The play An Enemy of the People by Henrik Ibsen is considered especially emotionally loaded, as it expresses the author’s social fears and a cry from the heart. In addition, this performance has a personal relationship with the author, as it is his response to the negative public opinion about his previous work. In several acts affecting several days of the town’s life and individual families, Henrik Ibsen tells about a critical confrontation between the views of profit. The author touched upon the vital problem of loneliness and misunderstood (rejected) genius. An Enemy of the People describes the struggle of an idealist against social pragmatism, where families and children suffer. This work is replete with emotional statements and loud statements of the characters and well portrays the public’s fears.

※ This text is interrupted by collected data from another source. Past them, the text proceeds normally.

use std::collections::HashSet;

use studio_contracts::{HistoryEntry, HistoryStore};

pub const DEFAULT_PAGE_SIZE: usize = 10;

/// Page-by-page view over a [`HistoryStore`], newest first.
///
/// New results are shown before they are persisted; a failed persist is
/// logged and the entry stays visible for the rest of the session.
pub struct HistoryFeed {
    store: Box<dyn HistoryStore>,
    page_size: usize,
    visible: Vec<HistoryEntry>,
    // Store rows already reflected in `visible`; the next page starts here.
    fetched: usize,
    unsaved: HashSet<String>,
}

impl HistoryFeed {
    pub fn new(store: Box<dyn HistoryStore>) -> Self {
        Self::with_page_size(store, DEFAULT_PAGE_SIZE)
    }

    pub fn with_page_size(store: Box<dyn HistoryStore>, page_size: usize) -> Self {
        Self {
            store,
            page_size: page_size.max(1),
            visible: Vec::new(),
            fetched: 0,
            unsaved: HashSet::new(),
        }
    }

    pub fn entries(&self) -> &[HistoryEntry] {
        &self.visible
    }

    pub fn page_size(&self) -> usize {
        self.page_size
    }

    /// Appends the next page to the visible list and returns how many rows
    /// were added.
    pub fn load_more(&mut self) -> anyhow::Result<usize> {
        let rows = self.store.list(self.fetched, self.page_size)?;
        self.fetched += rows.len();
        let mut added = 0;
        for row in rows {
            if self.visible.iter().any(|entry| entry.id == row.id) {
                continue;
            }
            self.visible.push(row);
            added += 1;
        }
        log::debug!("history feed loaded {added} entries ({} visible)", self.visible.len());
        Ok(added)
    }

    pub fn has_more(&mut self) -> anyhow::Result<bool> {
        Ok(self.store.count()? > self.fetched)
    }

    pub fn total(&mut self) -> anyhow::Result<usize> {
        self.store.count()
    }

    pub fn record(&mut self, entry: HistoryEntry) {
        self.visible.insert(0, entry.clone());
        match self.store.append(&entry) {
            Ok(()) => self.fetched += 1,
            Err(err) => {
                log::warn!("history entry {} not persisted: {err:#}", entry.id);
                self.unsaved.insert(entry.id);
            }
        }
    }

    pub fn delete(&mut self, id: &str) -> anyhow::Result<()> {
        self.store.delete(id)?;
        let before = self.visible.len();
        self.visible.retain(|entry| entry.id != id);
        let removed = before != self.visible.len();
        if removed && !self.unsaved.remove(id) {
            self.fetched = self.fetched.saturating_sub(1);
        }
        Ok(())
    }

    /// Drops the visible window and reloads the first page from the store.
    pub fn refresh(&mut self) -> anyhow::Result<usize> {
        self.visible.clear();
        self.unsaved.clear();
        self.fetched = 0;
        self.load_more()
    }
}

Performing the actors in An Enemy of the People requires a lot of emotional work, exhausting. The figure of the protagonist, Dr. Stockmann, manifests himself in very different roles: a scientist, a public figure, a family man, a spouse, and, as a result, a ‘madman’ who fights for ideals. The last role finds him towards the end of the play when he turns into an almost revolutionary from a calm person leading a measured life. Dr. Stockmann has scientific merit, he has nothing to prove, and it would seem that his life is settled (Ibsen). However, he finds a fighter for justice in society against people who only want to profit from human health.
Henrik Ibsen demonstrates in the third act (the scene connected with the newspaper and the article’s publication) how much Dr. Stockmann’s pride is hurt. Viewers begin to wonder what exactly this character is fighting. If, at first, he appears as a fighter against injustice, bureaucracy, and corruption, then it is in the third and fourth acts that one can see how the pride of a person is hurt. Resentment turns into an almost open attack on society, manifests the protagonist in the fifth act.
Despite the protagonist’s views, he is hard to sympathize with as he harms his family. Towards the end of the play, Henrik Ibsen describes what harm was done to his loved ones: his daughter’s dismissal, the broken windows, and rejected children from school. The family has been supporting the protagonist for a long time and is trying to smooth things over (Ibsen). Viewers are compared to an annoying teenager, impressed by a book or movie, who wants to tell everyone around him about his new views.
Henrik Ibsen’s script is well-executed and logical, allowing the viewer to clearly understand the outline of the plot and how the actions succeed each other. The intensity of public passion grows with each act when the audience can see the disappointed main characters at the end of the play. They survived the attacks of the people that the protagonist wanted to take care. Viewers can say that they acted concerning him to the highest degree unfairly, affecting his entire family.
Henrik Ibsen wanted to portray a revolutionary and a misunderstood champion of the people’s freedom. However, he went the wrong way when he tied the pathos of a defender and a misunderstood genius to the protagonist. It is seen in the places where Dr. Stockmann speaks to his family, including his wife, who supports him, about total loneliness and the severity of his fate. Dr. Stockmann goes against his wife’s father (blaming him and his tannery for polluting the water), which traumatizes her, but she finds the strength to continue by his side. The pathos of Dr. Stockmann’s accusations makes him a frivolous character, as he refuses any compromise, demonstrating naivety and stubbornness.
The technical aspect of the play is complicated, as it is not clear what feelings Henrik Ibsen would like to evoke in his readers or viewers of the performance. The author contrasts people with diametrical views, such as the main character and his elder brother, who often helped him (Ibsen). Usually, no people would have such radical ideas, and they try to enter into the position of their colleagues, friends, or even strangers. The heroes (the idealist Thomas and the pragmatist Peter) look somewhat comical in this opposition, but Henrik Ibsen is not embarrassed by this. Perhaps the situation is aggravated if we consider that Henrik Ibsen relates the play to himself as the creator.
The play could be a phenomenal breakthrough, containing the existential experiences of the characters and social problems mixed with deep philosophizing. However, the contrasts of the types and excessive pathos made them look far from reality. It is challenging for readers and viewers to relate them to their personal stories and life situations. The protagonist acts as a mature person who, with tenacity and naivety, cannot find a compromise with his family. The portrait of the dreamer turns out to be ridiculous because he does not try to find support from people but revels in his loneliness, rightness, and genius. Henrik Ibsen creates a great script with logic that does not confuse the audience, but the characters do not inspire respect or empathy. Technically, the play raises a lot of contradictions and questions since its central message and how seriously the characters require are not entirely clear.
Work Cited
Ibsen, Henrick. An Enemy of the People. Null, CreateSpace Independent Publishing Platform, 2019.